On February 15 2010, the Financial Services Agency of Japan (FSA) announced its unofficial view on the issue of tender offer rules for indirect acquisitions of reporting companies and sought public comments on it.
In January 2010, KDDI Corporation, a Japanese telecommunications company, announced that it had entered into a definitive agreement with LGI International to acquire for ¥361.7 billion ($4 billion) in equity interests in three Delaware LLCs wholly owned by LGI. These three LLCs held approximately 37.8% of the aggregate voting rights of Jupiter Telecommunications (J-Com), a company whose shares are listed on Jasdaq Securities Exchange and the intended target of KDDI. If consummated, this transaction would substantially give KDDI control of 37.8% of the aggregate voting rights of J-Com.
Under the mandatory tender offer rule of the Financial Instruments and Exchange Act of Japan (FIEA), roughly speaking if, upon the acquisition at issue, the acquirer's equity securities could result in the holding ratio of the acquirer, together with parties with whom it has a special relationship (such as, for example, certain affiliates or parties acting in concert), more than one-third of the aggregate voting shares of a company that is subject to a continuous reporting requirement under FIEA, the acquisition must be made through a public tender offer and cannot be made in a private transaction outside stock markets.
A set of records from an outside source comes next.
use nes_chr::*;
use pretty_assertions::assert_eq;

fn make_header(prg_units: u8, chr_units: u8, trainer: bool) -> [u8; 16] {
    let mut header = [0u8; 16];
    header[0..4].copy_from_slice(b"NES\x1a");
    header[4] = prg_units;
    header[5] = chr_units;
    header[6] = if trainer { 0x04 } else { 0x00 };
    header
}

#[test]
fn test_header_field_recovery() {
    for prg_units in [0u8, 1, 2, 8, 255] {
        for chr_units in [0u8, 1, 4, 255] {
            for trainer in [false, true] {
                let header = InesHeader::parse(&make_header(prg_units, chr_units, trainer))
                    .expect("synthetic header should parse");
                assert_eq!(header.prg_rom_size, prg_units as usize * 16384);
                assert_eq!(header.chr_rom_size, chr_units as usize * 8192);
                assert_eq!(header.has_trainer, trainer);
            }
        }
    }
}

#[test]
fn test_chr_offset() {
    for prg_units in [0u8, 1, 2, 32, 255] {
        for trainer in [false, true] {
            let header = InesHeader::parse(&make_header(prg_units, 1, trainer)).unwrap();
            let trainer_size = if trainer { 512 } else { 0 };
            let expected = 16 + trainer_size + prg_units as usize * 16384;
            assert_eq!(header.chr_rom_offset, expected);
            assert_eq!(header.prg_rom_offset(), if trainer { 528 } else { 16 });
        }
    }
}

#[test]
fn test_only_trainer_bit_is_read() {
    let mut bytes = make_header(1, 1, false);
    bytes[6] = 0xFB; // every flag bit except the trainer
    assert!(!InesHeader::parse(&bytes).unwrap().has_trainer);

    bytes[6] = 0x04;
    assert!(InesHeader::parse(&bytes).unwrap().has_trainer);
}

#[test]
fn test_reject_too_small() {
    let result = InesHeader::parse(&[b'N', b'E', b'S', 0x1a, 1, 1, 0, 0, 0, 0]);
    assert_eq!(result, Err(FormatError::TooSmall));

    assert_eq!(InesHeader::parse(&[]), Err(FormatError::TooSmall));
}

#[test]
fn test_reject_bad_signature() {
    let mut bytes = make_header(1, 1, false);
    bytes[3] = 0x00;
    assert_eq!(InesHeader::parse(&bytes), Err(FormatError::InvalidSignature));

    let result = InesHeader::parse(b"GARBAGE!GARBAGE!");
    assert_eq!(result, Err(FormatError::InvalidSignature));
}

#[test]
fn test_header_only_input_parses() {
    // Exactly 16 bytes is enough for the header itself
    let header = InesHeader::parse(&make_header(2, 1, false)).unwrap();
    assert_eq!(header.tile_count(), 512);
}

#[test]
fn test_chr_rom_slice() {
    let mut rom = make_header(1, 1, true).to_vec();
    rom.extend(std::iter::repeat(0xEE).take(512)); // trainer
    rom.extend(std::iter::repeat(0x11).take(16384)); // PRG
    rom.extend((0..8192).map(|i| (i % 251) as u8)); // CHR

    let header = InesHeader::parse(&rom).unwrap();
    let chr = header.chr_rom(&rom).unwrap();
    assert_eq!(chr.len(), 8192);
    assert_eq!(chr[0], 0);
    assert_eq!(chr[251], 0);
    assert_eq!(chr[8191], (8191 % 251) as u8);
}

#[test]
fn test_chr_rom_ignores_trailing_bytes() {
    let mut rom = make_header(0, 1, false).to_vec();
    rom.extend(std::iter::repeat(0x22).take(8192));
    rom.extend(std::iter::repeat(0x33).take(100));

    let header = InesHeader::parse(&rom).unwrap();
    let chr = header.chr_rom(&rom).unwrap();
    assert_eq!(chr.len(), 8192);
    assert!(chr.iter().all(|&b| b == 0x22));
}

#[test]
fn test_chr_rom_truncated() {
    let mut rom = make_header(1, 1, false).to_vec();
    rom.extend(std::iter::repeat(0).take(16384 + 100));

    let header = InesHeader::parse(&rom).unwrap();
    assert_eq!(
        header.chr_rom(&rom),
        Err(FormatError::Truncated {
            needed: 16 + 16384 + 8192,
            actual: 16 + 16384 + 100,
        })
    );
}

#[test]
fn test_chr_ram_cartridge() {
    let mut rom = make_header(1, 0, false).to_vec();
    rom.extend(std::iter::repeat(0).take(16384));

    let header = InesHeader::parse(&rom).unwrap();
    assert!(!header.has_chr_rom());
    assert_eq!(header.tile_count(), 0);
    assert_eq!(header.chr_rom(&rom), Err(FormatError::NoChrRom));
}

#[test]
fn test_info_display() {
    let header = InesHeader::parse(&make_header(2, 1, true)).unwrap();
    assert_eq!(
        header.to_string(),
        "PRG ROM: 32 KB\nCHR ROM: 8 KB\nTrainer: Yes\nTiles: 512"
    );
}

#[test]
fn test_error_messages() {
    assert!(FormatError::TooSmall.to_string().contains("too small"));
    assert!(FormatError::InvalidSignature
        .to_string()
        .contains("invalid signature"));
    assert_eq!(FormatError::NoTileData.to_string(), "no tile data");
}
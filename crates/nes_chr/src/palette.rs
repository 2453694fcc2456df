use crate::ConfigError;
use std::fmt;
use std::str::FromStr;

/// Number of entries in a CHR palette (one per 2-bit index).
pub const PALETTE_SIZE: usize = 4;

/// An 8-bit RGB color.
#[derive(Debug, Clone, Copy, PartialEq, Eq, Hash, Default)]
pub struct Rgb {
    pub r: u8,
    pub g: u8,
    pub b: u8,
}

impl Rgb {
    #[inline]
    pub const fn new(r: u8, g: u8, b: u8) -> Self {
        Self { r, g, b }
    }
}

impl FromStr for Rgb {
    type Err = ConfigError;

    /// Parses `RRGGBB`, with or without a leading `#`.
    fn from_str(s: &str) -> Result<Self, Self::Err> {
        let hex = s.trim_start_matches('#');
        if hex.len() != 6 || !hex.bytes().all(|b| b.is_ascii_hexdigit()) {
            return Err(ConfigError::InvalidColor(s.to_string()));
        }
        let channel = |i: usize| {
            u8::from_str_radix(&hex[i..i + 2], 16)
                .map_err(|_| ConfigError::InvalidColor(s.to_string()))
        };
        Ok(Self::new(channel(0)?, channel(2)?, channel(4)?))
    }
}

impl fmt::Display for Rgb {
    fn fmt(&self, f: &mut fmt::Formatter<'_>) -> fmt::Result {
        write!(f, "#{:02x}{:02x}{:02x}", self.r, self.g, self.b)
    }
}

/// The four colors a decoded tile index maps to.
///
/// Entry 0 doubles as the background for grid cells without a tile.
#[derive(Debug, Clone, Copy, PartialEq, Eq)]
pub struct Palette([Rgb; PALETTE_SIZE]);

impl Palette {
    /// Black, dark gray, light gray, white.
    pub const GRAYSCALE: Palette = Palette([
        Rgb::new(0x00, 0x00, 0x00),
        Rgb::new(0x55, 0x55, 0x55),
        Rgb::new(0xAA, 0xAA, 0xAA),
        Rgb::new(0xFF, 0xFF, 0xFF),
    ]);

    /// Builds a palette from exactly four colors.
    ///
    /// # Errors
    ///
    /// Returns [`ConfigError::PaletteSize`] for any other number of colors.
    pub fn new(colors: &[Rgb]) -> Result<Self, ConfigError> {
        let colors: [Rgb; PALETTE_SIZE] = colors
            .try_into()
            .map_err(|_| ConfigError::PaletteSize(colors.len()))?;
        Ok(Self(colors))
    }

    /// Builds a palette from four `RRGGBB` strings.
    ///
    /// The count is checked before any string is parsed.
    pub fn from_hex<S: AsRef<str>>(colors: &[S]) -> Result<Self, ConfigError> {
        if colors.len() != PALETTE_SIZE {
            return Err(ConfigError::PaletteSize(colors.len()));
        }
        let parsed = colors
            .iter()
            .map(|c| c.as_ref().parse())
            .collect::<Result<Vec<Rgb>, _>>()?;
        Self::new(&parsed)
    }

    /// Color for a 2-bit tile index.
    #[inline]
    pub fn color(&self, index: u8) -> Rgb {
        debug_assert!((index as usize) < PALETTE_SIZE, "tile index {index} out of range");
        self.0[(index & 0b11) as usize]
    }

    /// Background fill color (entry 0).
    #[inline]
    pub fn background(&self) -> Rgb {
        self.0[0]
    }

    pub fn colors(&self) -> &[Rgb; PALETTE_SIZE] {
        &self.0
    }
}

impl Default for Palette {
    fn default() -> Self {
        Self::GRAYSCALE
    }
}
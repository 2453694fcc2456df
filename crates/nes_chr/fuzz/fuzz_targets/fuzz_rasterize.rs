#![no_main]

use arbitrary::Arbitrary;
use libfuzzer_sys::fuzz_target;
use nes_chr::{rasterize, Palette, RasterOptions, Rgb};

#[derive(Debug, Arbitrary)]
struct Input {
    colors: [(u8, u8, u8); 4],
    tiles_per_row: u8,
    scale: u8,
    chr: Vec<u8>,
}

fuzz_target!(|input: Input| {
    let colors = input.colors.map(|(r, g, b)| Rgb::new(r, g, b));
    let Ok(palette) = Palette::new(&colors) else {
        return;
    };
    let opts = RasterOptions {
        palette,
        tiles_per_row: input.tiles_per_row as usize,
    };

    if let Ok(sheet) = rasterize(&input.chr, &opts) {
        assert_eq!(sheet.as_raw().len(), sheet.width() * sheet.height() * 3);
        let _ = sheet.upscale((input.scale % 4) as usize);
    }
});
Violations of this rule may subject the acquirer to up to five years imprisonment and criminal fines up to ¥5 million. Violations may also trigger administrative civil penalties of 25% of the total acquisition price.
However, this mandatory offer rule does not specifically state that it will apply to the acquisition of a holding company of the target, unless that holding company is itself a reporting firm. Thus, one may argue that it is theoretically possible to avoid the mandatory tender rule by acquiring shares of a holding company (or multiple firms holding shares) of the desired target company, instead of the target itself. Please note that if an acquirer establishes a special-purpose company (SPC) and such SPC acquires more than one-third of the voting shares of a listed firm, then the SPC may be subjected to the mandatory offer rules. The transaction involving J-Com caused public debate because, by having the SPC in the middle in the situation otherwise the mandatory offer rule applies, it appears an acquirer may dispense with the costly tender offer process while achieving the substantially similar goal of acquiring control of the desired company.
In February, the FSA issued its interpretative guidance regarding tender offer rules called Additional Q&As Regarding Tender Offers of Shares, etc. It discusses, among other things, whether the acquisition of an asset management company that holds more than one third of the shares of a reporting firm should be deemed an indirect acquisition that should trigger the mandatory offer rule. The FSA states that if the acquisition of such asset management company is in substance an acquisition of the shares of the target which gives the acquirer control of that target, considering the value of assets held by the asset management company other than the target shares, the substance as an operating firm and other factors regarding the status of the management company, the acquisition should be subject to the mandatory offer rule. The FSA explains, because such acquisition may be made without affording an opportunity to the other shareholders to sell their shares as would otherwise be available if a tender offer were conducted, it may conflict with the legislative purpose of Japanese tender offer regulations.
The issue here is whether a more explicit rule in the statutes is necessary to regulate such indirect acquisitions, such as in the UK, as the above FSA guidance is merely an unofficial view of the administration and does not have the authority to constrain future court decisions. As noted previously, violations of the mandatory tender offer rule trigger criminal penalties under FIEA. Therefore, a general rule the definitions of prohibited transactions should be clearly articulated in the statutes.
Another interesting aspect of the J-Com case was, prior to the closing, a certain part (6.7%) of shares of J-Com were transferred to a trust, thereby freezing out some voting rights and reducing the shareholding of LGI group below the one-third threshold, as non-voting shares are not subject to the mandatory offer rule and not included in calculating the shareholding ratio to determine the applicability of the rule. This scheme may pose further questions whether it is generally possible to avoid the mandatory offer rule, by using trust (or possibly equity derivatives or share lending), segregating voting rights from shares or other equity securities for a certain period of time. (Though in J-Com, the 4.5% shares in trust were to be sold by the trustee to a third party and the ultimate shareholding ratio of KDDI would remain just below the one-third threshold.)
While it would be appropriate for the FSA to move quickly and take initiative in regulating indirect acquisitions like J-Com, in response to developing market practices to provide more transparency of Japanese market regulations, clearer written rules in legislation are desirable that encompass a wider range of transactions beyond direct acquisitions of equity securities of the target.